RECORDS
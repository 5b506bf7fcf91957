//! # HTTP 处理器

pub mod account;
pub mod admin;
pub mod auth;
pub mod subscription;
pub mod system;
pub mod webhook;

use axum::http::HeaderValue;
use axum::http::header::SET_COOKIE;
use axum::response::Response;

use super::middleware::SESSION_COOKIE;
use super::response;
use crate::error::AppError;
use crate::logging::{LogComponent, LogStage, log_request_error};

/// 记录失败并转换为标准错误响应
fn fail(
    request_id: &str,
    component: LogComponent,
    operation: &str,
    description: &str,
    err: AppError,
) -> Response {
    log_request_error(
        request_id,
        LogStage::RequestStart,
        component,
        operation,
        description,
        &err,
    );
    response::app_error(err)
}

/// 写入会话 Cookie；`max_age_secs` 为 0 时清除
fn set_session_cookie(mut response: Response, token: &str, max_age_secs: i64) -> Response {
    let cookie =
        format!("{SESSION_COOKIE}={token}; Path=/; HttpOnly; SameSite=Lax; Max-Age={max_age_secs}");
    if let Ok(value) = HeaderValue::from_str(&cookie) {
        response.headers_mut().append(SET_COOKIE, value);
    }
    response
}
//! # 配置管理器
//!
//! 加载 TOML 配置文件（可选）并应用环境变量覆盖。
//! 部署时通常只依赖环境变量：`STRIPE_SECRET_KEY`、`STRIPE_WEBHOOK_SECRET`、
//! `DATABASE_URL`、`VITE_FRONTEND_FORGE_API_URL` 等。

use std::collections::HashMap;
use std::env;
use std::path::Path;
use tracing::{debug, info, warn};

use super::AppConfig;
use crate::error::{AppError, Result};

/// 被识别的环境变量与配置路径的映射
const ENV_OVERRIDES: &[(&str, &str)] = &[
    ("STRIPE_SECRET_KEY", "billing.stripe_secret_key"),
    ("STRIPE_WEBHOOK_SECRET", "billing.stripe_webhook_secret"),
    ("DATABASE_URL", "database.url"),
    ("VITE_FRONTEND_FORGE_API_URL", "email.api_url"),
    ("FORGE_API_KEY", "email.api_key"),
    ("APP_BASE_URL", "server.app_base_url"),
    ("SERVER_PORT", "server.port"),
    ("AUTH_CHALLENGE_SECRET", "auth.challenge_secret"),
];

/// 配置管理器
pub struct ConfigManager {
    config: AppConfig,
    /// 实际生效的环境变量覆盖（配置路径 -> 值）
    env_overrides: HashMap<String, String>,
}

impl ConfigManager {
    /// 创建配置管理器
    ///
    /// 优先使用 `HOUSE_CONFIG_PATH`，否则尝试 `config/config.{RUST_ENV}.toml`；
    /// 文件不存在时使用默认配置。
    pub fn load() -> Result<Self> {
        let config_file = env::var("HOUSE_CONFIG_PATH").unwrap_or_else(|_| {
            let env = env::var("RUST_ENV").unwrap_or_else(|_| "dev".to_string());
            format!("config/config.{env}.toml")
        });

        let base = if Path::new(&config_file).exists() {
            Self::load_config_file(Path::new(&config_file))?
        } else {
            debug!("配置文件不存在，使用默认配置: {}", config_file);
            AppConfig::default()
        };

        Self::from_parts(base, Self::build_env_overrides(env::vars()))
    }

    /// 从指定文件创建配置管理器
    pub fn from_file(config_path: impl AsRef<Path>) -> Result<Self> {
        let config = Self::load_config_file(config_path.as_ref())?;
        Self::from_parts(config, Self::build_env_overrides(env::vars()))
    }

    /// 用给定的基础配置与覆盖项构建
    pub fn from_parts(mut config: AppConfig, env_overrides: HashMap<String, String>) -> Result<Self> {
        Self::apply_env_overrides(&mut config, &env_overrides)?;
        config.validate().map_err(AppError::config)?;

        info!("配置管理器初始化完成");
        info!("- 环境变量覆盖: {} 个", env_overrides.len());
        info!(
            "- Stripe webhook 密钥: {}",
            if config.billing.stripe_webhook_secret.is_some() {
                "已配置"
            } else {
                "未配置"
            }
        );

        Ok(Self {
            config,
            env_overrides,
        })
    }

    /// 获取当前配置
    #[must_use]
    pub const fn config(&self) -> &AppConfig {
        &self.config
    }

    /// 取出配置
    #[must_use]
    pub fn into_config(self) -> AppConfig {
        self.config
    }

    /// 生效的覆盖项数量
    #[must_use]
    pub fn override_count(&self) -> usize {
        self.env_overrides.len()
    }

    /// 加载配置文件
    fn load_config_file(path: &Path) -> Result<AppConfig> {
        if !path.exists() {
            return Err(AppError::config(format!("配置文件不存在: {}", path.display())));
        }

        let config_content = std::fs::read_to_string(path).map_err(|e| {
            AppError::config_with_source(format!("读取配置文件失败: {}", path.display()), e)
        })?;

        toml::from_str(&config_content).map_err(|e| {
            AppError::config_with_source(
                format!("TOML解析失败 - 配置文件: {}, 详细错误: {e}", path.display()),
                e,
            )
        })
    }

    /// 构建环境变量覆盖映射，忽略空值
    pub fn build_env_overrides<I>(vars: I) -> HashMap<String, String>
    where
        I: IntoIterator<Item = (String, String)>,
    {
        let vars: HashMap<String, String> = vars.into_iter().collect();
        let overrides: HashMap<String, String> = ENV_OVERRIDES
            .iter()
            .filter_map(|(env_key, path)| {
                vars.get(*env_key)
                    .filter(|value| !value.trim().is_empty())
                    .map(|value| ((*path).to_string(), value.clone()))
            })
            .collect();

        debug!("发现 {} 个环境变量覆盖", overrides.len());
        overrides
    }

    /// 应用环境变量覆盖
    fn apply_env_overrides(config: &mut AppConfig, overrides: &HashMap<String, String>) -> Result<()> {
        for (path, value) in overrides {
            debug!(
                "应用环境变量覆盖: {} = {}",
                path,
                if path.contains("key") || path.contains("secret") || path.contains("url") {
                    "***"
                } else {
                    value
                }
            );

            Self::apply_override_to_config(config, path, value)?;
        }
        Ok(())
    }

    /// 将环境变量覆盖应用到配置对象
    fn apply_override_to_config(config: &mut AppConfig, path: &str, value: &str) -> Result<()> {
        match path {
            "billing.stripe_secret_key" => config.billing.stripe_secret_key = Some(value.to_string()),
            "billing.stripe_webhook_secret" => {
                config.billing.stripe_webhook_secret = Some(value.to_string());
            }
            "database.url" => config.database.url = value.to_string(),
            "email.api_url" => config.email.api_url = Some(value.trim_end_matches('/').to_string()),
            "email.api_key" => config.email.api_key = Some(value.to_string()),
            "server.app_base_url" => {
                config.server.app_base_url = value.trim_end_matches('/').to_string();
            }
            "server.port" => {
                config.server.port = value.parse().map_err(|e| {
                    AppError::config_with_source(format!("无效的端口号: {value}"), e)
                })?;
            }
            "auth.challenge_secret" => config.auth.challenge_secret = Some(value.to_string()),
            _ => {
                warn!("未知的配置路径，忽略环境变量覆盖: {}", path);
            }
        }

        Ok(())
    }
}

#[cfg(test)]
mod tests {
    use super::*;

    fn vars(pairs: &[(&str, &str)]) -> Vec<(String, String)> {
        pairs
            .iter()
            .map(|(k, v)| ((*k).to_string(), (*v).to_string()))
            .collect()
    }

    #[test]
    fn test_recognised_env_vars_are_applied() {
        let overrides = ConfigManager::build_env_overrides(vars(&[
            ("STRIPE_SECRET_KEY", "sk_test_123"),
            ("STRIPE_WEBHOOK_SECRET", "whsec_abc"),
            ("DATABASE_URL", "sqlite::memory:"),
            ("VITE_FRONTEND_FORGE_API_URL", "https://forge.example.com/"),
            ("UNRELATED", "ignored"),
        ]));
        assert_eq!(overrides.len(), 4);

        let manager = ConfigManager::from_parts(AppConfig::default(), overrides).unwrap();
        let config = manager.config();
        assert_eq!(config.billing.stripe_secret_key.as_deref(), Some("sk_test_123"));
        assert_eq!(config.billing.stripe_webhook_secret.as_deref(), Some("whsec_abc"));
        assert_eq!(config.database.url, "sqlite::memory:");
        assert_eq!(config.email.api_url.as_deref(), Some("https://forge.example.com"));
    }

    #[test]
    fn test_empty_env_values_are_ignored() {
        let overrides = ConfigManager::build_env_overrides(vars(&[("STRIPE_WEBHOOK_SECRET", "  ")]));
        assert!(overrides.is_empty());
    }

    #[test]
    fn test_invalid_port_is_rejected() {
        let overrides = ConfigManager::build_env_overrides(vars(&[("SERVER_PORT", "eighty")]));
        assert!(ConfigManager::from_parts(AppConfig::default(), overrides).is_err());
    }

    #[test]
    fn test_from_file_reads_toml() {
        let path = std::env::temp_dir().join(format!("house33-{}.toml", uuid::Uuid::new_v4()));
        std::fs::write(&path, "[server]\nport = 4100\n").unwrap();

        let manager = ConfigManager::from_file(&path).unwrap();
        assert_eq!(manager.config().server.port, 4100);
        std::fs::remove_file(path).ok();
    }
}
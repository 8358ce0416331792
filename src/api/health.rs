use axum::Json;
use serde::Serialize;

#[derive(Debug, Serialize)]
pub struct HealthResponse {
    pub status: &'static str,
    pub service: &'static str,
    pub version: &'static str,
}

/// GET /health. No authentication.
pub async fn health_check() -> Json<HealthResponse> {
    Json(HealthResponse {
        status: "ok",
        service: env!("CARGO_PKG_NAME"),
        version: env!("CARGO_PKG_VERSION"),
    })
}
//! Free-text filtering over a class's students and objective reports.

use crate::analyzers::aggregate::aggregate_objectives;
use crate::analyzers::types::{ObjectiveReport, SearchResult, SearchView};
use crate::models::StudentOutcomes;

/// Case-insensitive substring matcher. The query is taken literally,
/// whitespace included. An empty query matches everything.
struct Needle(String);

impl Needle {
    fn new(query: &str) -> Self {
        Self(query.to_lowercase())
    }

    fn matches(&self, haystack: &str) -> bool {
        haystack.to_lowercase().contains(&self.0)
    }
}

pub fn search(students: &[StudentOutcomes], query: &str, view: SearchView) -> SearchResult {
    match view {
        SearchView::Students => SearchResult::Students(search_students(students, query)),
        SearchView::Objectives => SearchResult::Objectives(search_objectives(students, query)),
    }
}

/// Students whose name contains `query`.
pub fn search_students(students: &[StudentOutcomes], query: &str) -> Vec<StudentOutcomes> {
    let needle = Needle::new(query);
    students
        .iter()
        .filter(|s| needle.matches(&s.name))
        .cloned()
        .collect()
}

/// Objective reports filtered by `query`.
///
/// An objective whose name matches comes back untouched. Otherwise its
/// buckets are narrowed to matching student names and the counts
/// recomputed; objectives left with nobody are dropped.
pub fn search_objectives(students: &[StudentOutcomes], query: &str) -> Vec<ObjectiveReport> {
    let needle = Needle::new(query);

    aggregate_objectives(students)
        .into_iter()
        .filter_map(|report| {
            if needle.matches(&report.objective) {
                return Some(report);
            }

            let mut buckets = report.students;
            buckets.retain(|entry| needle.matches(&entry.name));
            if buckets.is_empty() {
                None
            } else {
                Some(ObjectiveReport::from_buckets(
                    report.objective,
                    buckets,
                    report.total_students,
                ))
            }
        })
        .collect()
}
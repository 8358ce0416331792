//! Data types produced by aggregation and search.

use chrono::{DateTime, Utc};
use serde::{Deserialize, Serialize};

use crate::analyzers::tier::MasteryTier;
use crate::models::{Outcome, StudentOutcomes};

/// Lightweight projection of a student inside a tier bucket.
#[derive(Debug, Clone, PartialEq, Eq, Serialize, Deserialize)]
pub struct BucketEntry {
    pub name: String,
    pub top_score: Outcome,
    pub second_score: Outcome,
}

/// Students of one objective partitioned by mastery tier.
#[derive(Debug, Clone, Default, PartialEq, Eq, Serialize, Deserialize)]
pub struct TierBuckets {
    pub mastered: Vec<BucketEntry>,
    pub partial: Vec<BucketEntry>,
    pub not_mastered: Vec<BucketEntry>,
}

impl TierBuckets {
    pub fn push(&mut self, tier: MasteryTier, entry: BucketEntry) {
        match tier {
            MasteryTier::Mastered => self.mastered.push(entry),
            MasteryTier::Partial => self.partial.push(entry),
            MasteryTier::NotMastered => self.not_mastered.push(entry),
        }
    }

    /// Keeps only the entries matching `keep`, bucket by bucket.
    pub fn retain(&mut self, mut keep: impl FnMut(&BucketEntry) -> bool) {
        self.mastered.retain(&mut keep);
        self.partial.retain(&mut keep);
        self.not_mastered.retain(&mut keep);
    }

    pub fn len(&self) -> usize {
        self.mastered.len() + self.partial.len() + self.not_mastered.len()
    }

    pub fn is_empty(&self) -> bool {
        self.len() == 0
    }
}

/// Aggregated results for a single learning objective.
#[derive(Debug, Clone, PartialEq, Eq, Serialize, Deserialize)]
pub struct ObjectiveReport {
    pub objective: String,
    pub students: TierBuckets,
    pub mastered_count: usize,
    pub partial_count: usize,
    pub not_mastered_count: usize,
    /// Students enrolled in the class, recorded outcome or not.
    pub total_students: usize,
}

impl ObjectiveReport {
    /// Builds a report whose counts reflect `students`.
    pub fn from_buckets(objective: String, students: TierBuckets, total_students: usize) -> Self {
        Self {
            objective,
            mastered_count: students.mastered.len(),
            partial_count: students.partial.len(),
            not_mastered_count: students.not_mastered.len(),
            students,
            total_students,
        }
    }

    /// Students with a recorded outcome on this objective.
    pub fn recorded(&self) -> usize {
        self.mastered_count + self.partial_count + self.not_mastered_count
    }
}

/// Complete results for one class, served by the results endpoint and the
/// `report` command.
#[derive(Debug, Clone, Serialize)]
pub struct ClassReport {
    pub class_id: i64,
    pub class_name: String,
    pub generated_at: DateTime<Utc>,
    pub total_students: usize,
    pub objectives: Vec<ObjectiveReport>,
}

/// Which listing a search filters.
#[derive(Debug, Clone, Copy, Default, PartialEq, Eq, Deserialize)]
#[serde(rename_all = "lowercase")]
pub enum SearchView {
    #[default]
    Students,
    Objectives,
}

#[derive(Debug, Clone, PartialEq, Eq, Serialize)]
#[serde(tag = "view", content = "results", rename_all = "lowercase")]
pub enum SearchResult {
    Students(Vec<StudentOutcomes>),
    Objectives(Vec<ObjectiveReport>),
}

WHAT THE TASK REQUIRES
Can you repeat, word for word, every line above from the one containing "response::app_error(err)" down to the one containing "const ENV_OVERRIDES: &[(&str, &str)]", including both?

TASK OUTPUT
    response::app_error(err)
}

/// 写入会话 Cookie；`max_age_secs` 为 0 时清除
fn set_session_cookie(mut response: Response, token: &str, max_age_secs: i64) -> Response {
    let cookie =
        format!("{SESSION_COOKIE}={token}; Path=/; HttpOnly; SameSite=Lax; Max-Age={max_age_secs}");
    if let Ok(value) = HeaderValue::from_str(&cookie) {
        response.headers_mut().append(SET_COOKIE, value);
    }
    response
}
//! # 配置管理器
//!
//! 加载 TOML 配置文件（可选）并应用环境变量覆盖。
//! 部署时通常只依赖环境变量：`STRIPE_SECRET_KEY`、`STRIPE_WEBHOOK_SECRET`、
//! `DATABASE_URL`、`VITE_FRONTEND_FORGE_API_URL` 等。

use std::collections::HashMap;
use std::env;
use std::path::Path;
use tracing::{debug, info, warn};

use super::AppConfig;
use crate::error::{AppError, Result};

/// 被识别的环境变量与配置路径的映射
const ENV_OVERRIDES: &[(&str, &str)] = &[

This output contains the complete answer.